The campus is welcoming students and staff back in person while also offering online course work in a hybrid model.
Decline in 1st-year enrolment expected
Miller said uncertainties remain as the university tries to get a handle on enrolment numbers, which will have an effect on the university's bottom line.
President and vice-chancellor Robert Haché, in an affidavit filed with the court, forecasts a decline of 30 per cent in first-year students, but final enrolment figures including returning students won't be finalized until later in the fall.
"Because of the nature of how enrolment data can change, given, you know, add/drop dates and that type of thing, enrolment data is actually not provided to the ministry every year until November for that reason, because it is a fluid number," said Miller. "But we will have a better sense of enrolment in that in the next coming weeks."
She said residences are for the most part full, with no wait list, but the cash flow forecast includes certain calculations about tuition and residence fees, and is based on the assumption refunds won't have to be given if the situation changes.

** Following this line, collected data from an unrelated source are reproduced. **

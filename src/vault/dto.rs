use serde::{Deserialize, Serialize};

use crate::vault::repo::CredentialEntry;

/// Request body shared by save and update: all three fields are required.
#[derive(Debug, Deserialize)]
pub struct CredentialRequest {
    pub website: String,
    pub username: String,
    pub password: String,
}

/// Response after appending an entry: the full updated sequence.
#[derive(Debug, Serialize)]
pub struct SavedPasswordsResponse {
    pub message: &'static str,
    #[serde(rename = "savedPasswords")]
    pub saved_passwords: Vec<CredentialEntry>,
}
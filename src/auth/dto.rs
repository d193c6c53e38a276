use serde::{Deserialize, Serialize};

/// Request body for user registration.
#[derive(Debug, Deserialize)]
pub struct RegisterRequest {
    pub name: String,
    pub email: String,
    pub password: String,
}

/// Request body for login.
#[derive(Debug, Deserialize)]
pub struct LoginRequest {
    pub email: String,
    pub password: String,
}

/// Response returned after a successful login.
#[derive(Debug, Serialize)]
pub struct LoginResponse {
    pub message: String,
    pub token: String,
    pub user: PublicUser,
}

/// Public part of the user returned to the client.
#[derive(Debug, Serialize)]
pub struct PublicUser {
    pub name: String,
    pub email: String,
}

/// Plain confirmation body used by several routes.
#[derive(Debug, Serialize)]
pub struct MessageResponse {
    pub message: &'static str,
}

#[cfg(test)]
mod tests {
    use super::*;

    #[test]
    fn public_user_serializes_name_and_email_only() {
        let user = PublicUser {
            name: "A".into(),
            email: "a@x.com".into(),
        };
        let json = serde_json::to_value(&user).unwrap();
        assert_eq!(json.as_object().unwrap().len(), 2);
        assert_eq!(json["name"], "A");
        assert_eq!(json["email"], "a@x.com");
    }
}
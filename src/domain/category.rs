/// Category an expense falls back to when nothing better is known or
/// suggested. The resolver and reports work with any category string; this
/// taxonomy only drives suggestion and display grouping.
pub const DEFAULT_CATEGORY: &str = "Other";

pub const CATEGORIES: &[&str] = &[
    "Rent",
    "Groceries",
    "Utilities",
    "Dining",
    "Travel",
    "Entertainment",
    DEFAULT_CATEGORY,
];

// Keyword table for local category suggestion. No network involved: the
// answer is only a hint, and callers are free to ignore it.
const KEYWORDS: &[(&str, &str)] = &[
    ("rent", "Rent"),
    ("lease", "Rent"),
    ("landlord", "Rent"),
    ("grocer", "Groceries"),
    ("supermarket", "Groceries"),
    ("market", "Groceries"),
    ("electric", "Utilities"),
    ("water bill", "Utilities"),
    ("internet", "Utilities"),
    ("gas bill", "Utilities"),
    ("utility", "Utilities"),
    ("restaurant", "Dining"),
    ("dinner", "Dining"),
    ("lunch", "Dining"),
    ("pizza", "Dining"),
    ("takeout", "Dining"),
    ("coffee", "Dining"),
    ("flight", "Travel"),
    ("hotel", "Travel"),
    ("train", "Travel"),
    ("taxi", "Travel"),
    ("fuel", "Travel"),
    ("cinema", "Entertainment"),
    ("movie", "Entertainment"),
    ("concert", "Entertainment"),
    ("tickets", "Entertainment"),
];

/// Suggest a category for a free-form expense description. Falls back to
/// [`DEFAULT_CATEGORY`] when no keyword matches; never fails.
pub fn suggest_category(description: &str) -> &'static str {
    let normalized = description.to_lowercase();
    for (keyword, category) in KEYWORDS {
        if normalized.contains(keyword) {
            return category;
        }
    }
    DEFAULT_CATEGORY
}
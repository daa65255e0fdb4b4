use std::cmp::Ordering;
use std::collections::HashMap;

use serde::{Deserialize, Serialize};

use super::{Amount, Expense, Member, MemberId, SETTLEMENT_EPSILON};

/// Net balance per member id. Positive means the group owes this member,
/// negative means this member owes the group.
pub type Balances = HashMap<MemberId, Amount>;

/// A suggested settlement transfer: `from` pays `to`.
#[derive(Debug, Clone, PartialEq, Serialize, Deserialize)]
pub struct Debt {
    pub from: MemberId,
    pub to: MemberId,
    pub amount: Amount,
}

/// Compute each member's net balance from a group's expense history.
///
/// Every expense credits its payer with the full amount and debits each
/// split's member by that split's share. Expense order never affects the
/// result. Ids referenced by an expense but absent from `members` (stale
/// data after a member removal) still get a balance entry; it is the
/// presentation layer's job to render those without a name.
///
/// When every expense's splits sum to its amount, the returned balances sum
/// to zero up to floating-point rounding. A splits/amount mismatch shows up
/// as a nonzero total; that is a data-quality signal for the caller, not a
/// failure here.
pub fn compute_balances(members: &[Member], expenses: &[Expense]) -> Balances {
    let mut balances: Balances = members.iter().map(|m| (m.id, 0.0)).collect();

    for expense in expenses {
        *balances.entry(expense.paid_by).or_insert(0.0) += expense.amount;
        for split in &expense.splits {
            *balances.entry(split.member_id).or_insert(0.0) -= split.amount;
        }
    }

    balances
}

struct Outstanding {
    id: MemberId,
    remaining: Amount,
}

/// Reduce a balance table to a short list of settlement transfers.
///
/// Members within [`SETTLEMENT_EPSILON`] of zero are already settled and
/// never appear in a transfer. The rest are split into debtors and
/// creditors, each sorted by descending magnitude, and matched greedily:
/// the largest remaining debtor pays the largest remaining creditor
/// `min(debtor, creditor)`, and whichever side drops to the epsilon or
/// below advances. This emits at most `debtors + creditors - 1` transfers.
///
/// The greedy pairing is a deliberate trade-off: finding a true minimum
/// transaction set is NP-hard in general, and the heuristic keeps output
/// stable and cheap. Swapping in an exact solver would change every emitted
/// plan the tests pin down.
pub fn simplify_debts(balances: &Balances) -> Vec<Debt> {
    let mut debtors = Vec::new();
    let mut creditors = Vec::new();

    for (&id, &balance) in balances {
        if balance < -SETTLEMENT_EPSILON {
            debtors.push(Outstanding {
                id,
                remaining: balance.abs(),
            });
        } else if balance > SETTLEMENT_EPSILON {
            creditors.push(Outstanding {
                id,
                remaining: balance,
            });
        }
    }

    // Largest obligations first. Ties break on the id so the plan is stable
    // across runs; the map above iterates in randomized order.
    let by_magnitude = |a: &Outstanding, b: &Outstanding| {
        b.remaining
            .partial_cmp(&a.remaining)
            .unwrap_or(Ordering::Equal)
            .then_with(|| a.id.cmp(&b.id))
    };
    debtors.sort_by(by_magnitude);
    creditors.sort_by(by_magnitude);

    let mut debts = Vec::new();
    let mut d_idx = 0;
    let mut c_idx = 0;

    while d_idx < debtors.len() && c_idx < creditors.len() {
        let settled = debtors[d_idx].remaining.min(creditors[c_idx].remaining);

        debts.push(Debt {
            from: debtors[d_idx].id,
            to: creditors[c_idx].id,
            amount: settled,
        });

        debtors[d_idx].remaining -= settled;
        creditors[c_idx].remaining -= settled;

        if debtors[d_idx].remaining <= SETTLEMENT_EPSILON {
            d_idx += 1;
        }
        if creditors[c_idx].remaining <= SETTLEMENT_EPSILON {
            c_idx += 1;
        }
    }

    debts
}

#[cfg(test)]
mod tests {
    use chrono::Utc;
    use uuid::Uuid;

    use super::*;
    use crate::domain::Split;

    fn make_members(names: &[&str]) -> Vec<Member> {
        names.iter().map(|n| Member::new((*n).to_string())).collect()
    }

    fn make_expense(paid_by: MemberId, amount: Amount, shares: &[(MemberId, Amount)]) -> Expense {
        Expense::new("test expense".into(), amount, paid_by, Utc::now()).with_splits(
            shares
                .iter()
                .map(|&(member_id, amount)| Split { member_id, amount })
                .collect(),
        )
    }

    #[test]
    fn test_empty_inputs_produce_zero_balances_and_no_debts() {
        let balances = compute_balances(&[], &[]);
        assert!(balances.is_empty());
        assert!(simplify_debts(&balances).is_empty());

        let members = make_members(&["Alice", "Bob"]);
        let balances = compute_balances(&members, &[]);
        assert_eq!(balances.len(), 2);
        assert!(balances.values().all(|&b| b == 0.0));
        assert!(simplify_debts(&balances).is_empty());
    }

    #[test]
    fn test_single_payer_even_split() {
        // A fronts 30, split 10 each across A, B, C.
        let members = make_members(&["A", "B", "C"]);
        let (a, b, c) = (members[0].id, members[1].id, members[2].id);
        let expenses = vec![make_expense(a, 30.0, &[(a, 10.0), (b, 10.0), (c, 10.0)])];

        let balances = compute_balances(&members, &expenses);
        assert!((balances[&a] - 20.0).abs() < 1e-9);
        assert!((balances[&b] + 10.0).abs() < 1e-9);
        assert!((balances[&c] + 10.0).abs() < 1e-9);

        let debts = simplify_debts(&balances);
        assert_eq!(debts.len(), 2);
        for debt in &debts {
            assert_eq!(debt.to, a);
            assert!((debt.amount - 10.0).abs() < 1e-9);
        }
        let payers: Vec<MemberId> = debts.iter().map(|d| d.from).collect();
        assert!(payers.contains(&b) && payers.contains(&c));
    }

    #[test]
    fn test_cross_payments_net_to_single_transfer() {
        // A pays 100 split 50/50, B pays 40 split 20/20.
        let members = make_members(&["A", "B"]);
        let (a, b) = (members[0].id, members[1].id);
        let expenses = vec![
            make_expense(a, 100.0, &[(a, 50.0), (b, 50.0)]),
            make_expense(b, 40.0, &[(a, 20.0), (b, 20.0)]),
        ];

        let balances = compute_balances(&members, &expenses);
        assert!((balances[&a] - 30.0).abs() < 1e-9);
        assert!((balances[&b] + 30.0).abs() < 1e-9);

        let debts = simplify_debts(&balances);
        assert_eq!(debts.len(), 1);
        assert_eq!(debts[0].from, b);
        assert_eq!(debts[0].to, a);
        assert!((debts[0].amount - 30.0).abs() < 1e-9);
    }

    #[test]
    fn test_largest_debtor_settles_first_against_single_creditor() {
        // One creditor (+60) and three unequal debtors (-30, -20, -10).
        // The greedy pass must pair B first, then C, then D: exactly three
        // transfers, each fully settling one debtor.
        let members = make_members(&["A", "B", "C", "D"]);
        let (a, b, c, d) = (members[0].id, members[1].id, members[2].id, members[3].id);
        let expenses = vec![make_expense(
            a,
            60.0,
            &[(b, 30.0), (c, 20.0), (d, 10.0)],
        )];

        let balances = compute_balances(&members, &expenses);
        let debts = simplify_debts(&balances);

        let expected = vec![(b, a, 30.0), (c, a, 20.0), (d, a, 10.0)];
        assert_eq!(debts.len(), expected.len());
        for (debt, (from, to, amount)) in debts.iter().zip(expected) {
            assert_eq!(debt.from, from);
            assert_eq!(debt.to, to);
            assert!((debt.amount - amount).abs() < 1e-9);
        }
    }

    #[test]
    fn test_balances_sum_to_zero_when_splits_cover_amounts() {
        let members = make_members(&["A", "B", "C", "D"]);
        let ids: Vec<MemberId> = members.iter().map(|m| m.id).collect();
        let expenses = vec![
            make_expense(ids[0], 99.99, &[(ids[0], 33.33), (ids[1], 33.33), (ids[2], 33.33)]),
            make_expense(ids[1], 10.0, &[(ids[2], 2.5), (ids[3], 7.5)]),
            make_expense(ids[3], 0.07, &[(ids[0], 0.07)]),
        ];

        let balances = compute_balances(&members, &expenses);
        let total: Amount = balances.values().sum();
        assert!(total.abs() < 1e-6, "balances must sum to zero, got {}", total);
    }

    #[test]
    fn test_expense_order_does_not_affect_balances() {
        let members = make_members(&["A", "B", "C"]);
        let ids: Vec<MemberId> = members.iter().map(|m| m.id).collect();
        let expenses = vec![
            make_expense(ids[0], 90.0, &[(ids[0], 30.0), (ids[1], 30.0), (ids[2], 30.0)]),
            make_expense(ids[1], 12.5, &[(ids[0], 6.25), (ids[2], 6.25)]),
            make_expense(ids[2], 40.0, &[(ids[1], 40.0)]),
        ];

        let forward = compute_balances(&members, &expenses);
        let mut reversed_input = expenses.clone();
        reversed_input.reverse();
        let reversed = compute_balances(&members, &reversed_input);

        assert_eq!(forward.len(), reversed.len());
        for (id, balance) in &forward {
            assert!((balance - reversed[id]).abs() < 1e-9);
        }
    }

    #[test]
    fn test_settlement_conserves_outstanding_credit() {
        let members = make_members(&["A", "B", "C", "D", "E"]);
        let ids: Vec<MemberId> = members.iter().map(|m| m.id).collect();
        let expenses = vec![
            make_expense(ids[0], 120.0, &[(ids[1], 40.0), (ids[2], 40.0), (ids[3], 40.0)]),
            make_expense(ids[4], 55.0, &[(ids[0], 11.0), (ids[1], 11.0), (ids[2], 11.0), (ids[3], 11.0), (ids[4], 11.0)]),
        ];

        let balances = compute_balances(&members, &expenses);
        let debts = simplify_debts(&balances);

        let credit_total: Amount = balances.values().filter(|&&b| b > SETTLEMENT_EPSILON).sum();
        let emitted_total: Amount = debts.iter().map(|d| d.amount).sum();
        assert!(
            (credit_total - emitted_total).abs() < 1e-6,
            "emitted {} but {} was owed",
            emitted_total,
            credit_total
        );
    }

    #[test]
    fn test_no_debt_at_or_below_epsilon() {
        let members = make_members(&["A", "B", "C"]);
        let ids: Vec<MemberId> = members.iter().map(|m| m.id).collect();
        // Amounts chosen so one remainder lands near the epsilon.
        let expenses = vec![
            make_expense(ids[0], 50.0, &[(ids[1], 25.005), (ids[2], 24.995)]),
            make_expense(ids[1], 25.0, &[(ids[0], 25.0)]),
        ];

        let balances = compute_balances(&members, &expenses);
        for debt in simplify_debts(&balances) {
            assert!(debt.amount > SETTLEMENT_EPSILON);
        }
    }

    #[test]
    fn test_transfer_count_upper_bound() {
        let members = make_members(&["A", "B", "C", "D", "E", "F"]);
        let ids: Vec<MemberId> = members.iter().map(|m| m.id).collect();
        let expenses = vec![
            make_expense(ids[0], 70.0, &[(ids[2], 20.0), (ids[3], 25.0), (ids[4], 25.0)]),
            make_expense(ids[1], 33.0, &[(ids[4], 3.0), (ids[5], 30.0)]),
        ];

        let balances = compute_balances(&members, &expenses);
        let debtors = balances.values().filter(|&&b| b < -SETTLEMENT_EPSILON).count();
        let creditors = balances.values().filter(|&&b| b > SETTLEMENT_EPSILON).count();

        let debts = simplify_debts(&balances);
        assert!(debts.len() <= debtors + creditors - 1);
    }

    #[test]
    fn test_settled_members_appear_in_no_transfer() {
        let members = make_members(&["A", "B", "C"]);
        let (a, b, c) = (members[0].id, members[1].id, members[2].id);
        // C participates but comes out dead even.
        let expenses = vec![
            make_expense(a, 20.0, &[(b, 10.0), (c, 10.0)]),
            make_expense(c, 10.0, &[(a, 10.0)]),
        ];

        let balances = compute_balances(&members, &expenses);
        assert!(balances[&c].abs() <= SETTLEMENT_EPSILON);

        for debt in simplify_debts(&balances) {
            assert_ne!(debt.from, c);
            assert_ne!(debt.to, c);
        }
    }

    #[test]
    fn test_unknown_ids_get_transient_balances() {
        // Payer and one split member were removed from the group; the
        // resolver still books them rather than failing.
        let members = make_members(&["A"]);
        let a = members[0].id;
        let ghost_payer = Uuid::new_v4();
        let ghost_debtor = Uuid::new_v4();
        let expenses = vec![make_expense(
            ghost_payer,
            30.0,
            &[(a, 15.0), (ghost_debtor, 15.0)],
        )];

        let balances = compute_balances(&members, &expenses);
        assert_eq!(balances.len(), 3);
        assert!((balances[&ghost_payer] - 30.0).abs() < 1e-9);
        assert!((balances[&ghost_debtor] + 15.0).abs() < 1e-9);
        assert!((balances[&a] + 15.0).abs() < 1e-9);
    }

    #[test]
    fn test_split_mismatch_surfaces_as_nonzero_total() {
        let members = make_members(&["A", "B"]);
        let (a, b) = (members[0].id, members[1].id);
        // Splits only cover 20 of the 30 paid.
        let expenses = vec![make_expense(a, 30.0, &[(a, 10.0), (b, 10.0)])];

        let balances = compute_balances(&members, &expenses);
        let total: Amount = balances.values().sum();
        assert!((total - 10.0).abs() < 1e-9);
    }

    #[test]
    fn test_partial_settlement_chain() {
        // Two creditors, two debtors with amounts forcing a partial match:
        // debtor B (-50) first pays creditor A (+40) in full, then the
        // remainder goes to creditor D (+30); debtor C (-20) finishes D.
        let members = make_members(&["A", "B", "C", "D"]);
        let (a, b, c, d) = (members[0].id, members[1].id, members[2].id, members[3].id);
        let mut balances = Balances::new();
        balances.insert(a, 40.0);
        balances.insert(b, -50.0);
        balances.insert(c, -20.0);
        balances.insert(d, 30.0);

        let debts = simplify_debts(&balances);
        let expected = vec![(b, a, 40.0), (b, d, 10.0), (c, d, 20.0)];
        assert_eq!(debts.len(), expected.len());
        for (debt, (from, to, amount)) in debts.iter().zip(expected) {
            assert_eq!(debt.from, from);
            assert_eq!(debt.to, to);
            assert!((debt.amount - amount).abs() < 1e-9);
        }
    }
}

"I won't go through all of the assumptions," said Miller. "While there are a number of positive variances as reflected in the cash flow forecast, I think it's safe to say that continued prudence is the measure that is being followed."
Ashley Taylor, a lawyer representing the court monitor, Ernst and Young, said the bridge financing creates a "safety backstop," but the situation remains subject to change.
"Due to the uncertainty created by the COVID pandemic, a return to online teaching and students not staying in residence would have a significant impact upon the university's revenues and the cash flow forecast," he said.
"We can confirm the challenges that Miss Miller outlined face the university in achieving everything that needs to be done in order to effect this restructuring as quickly as possible," continued Taylor. "But notwithstanding those challenges, Laurentian has made significant strides in its restructuring efforts. There is still a lot of work to do, completing the claims process, negotiating the terms of the restructuring plan, as well as moving towards a meeting of creditors.
Laurentian is also involved in a review of its real estate assets, and has issued a request for proposals for firms to conduct operational and governance reviews.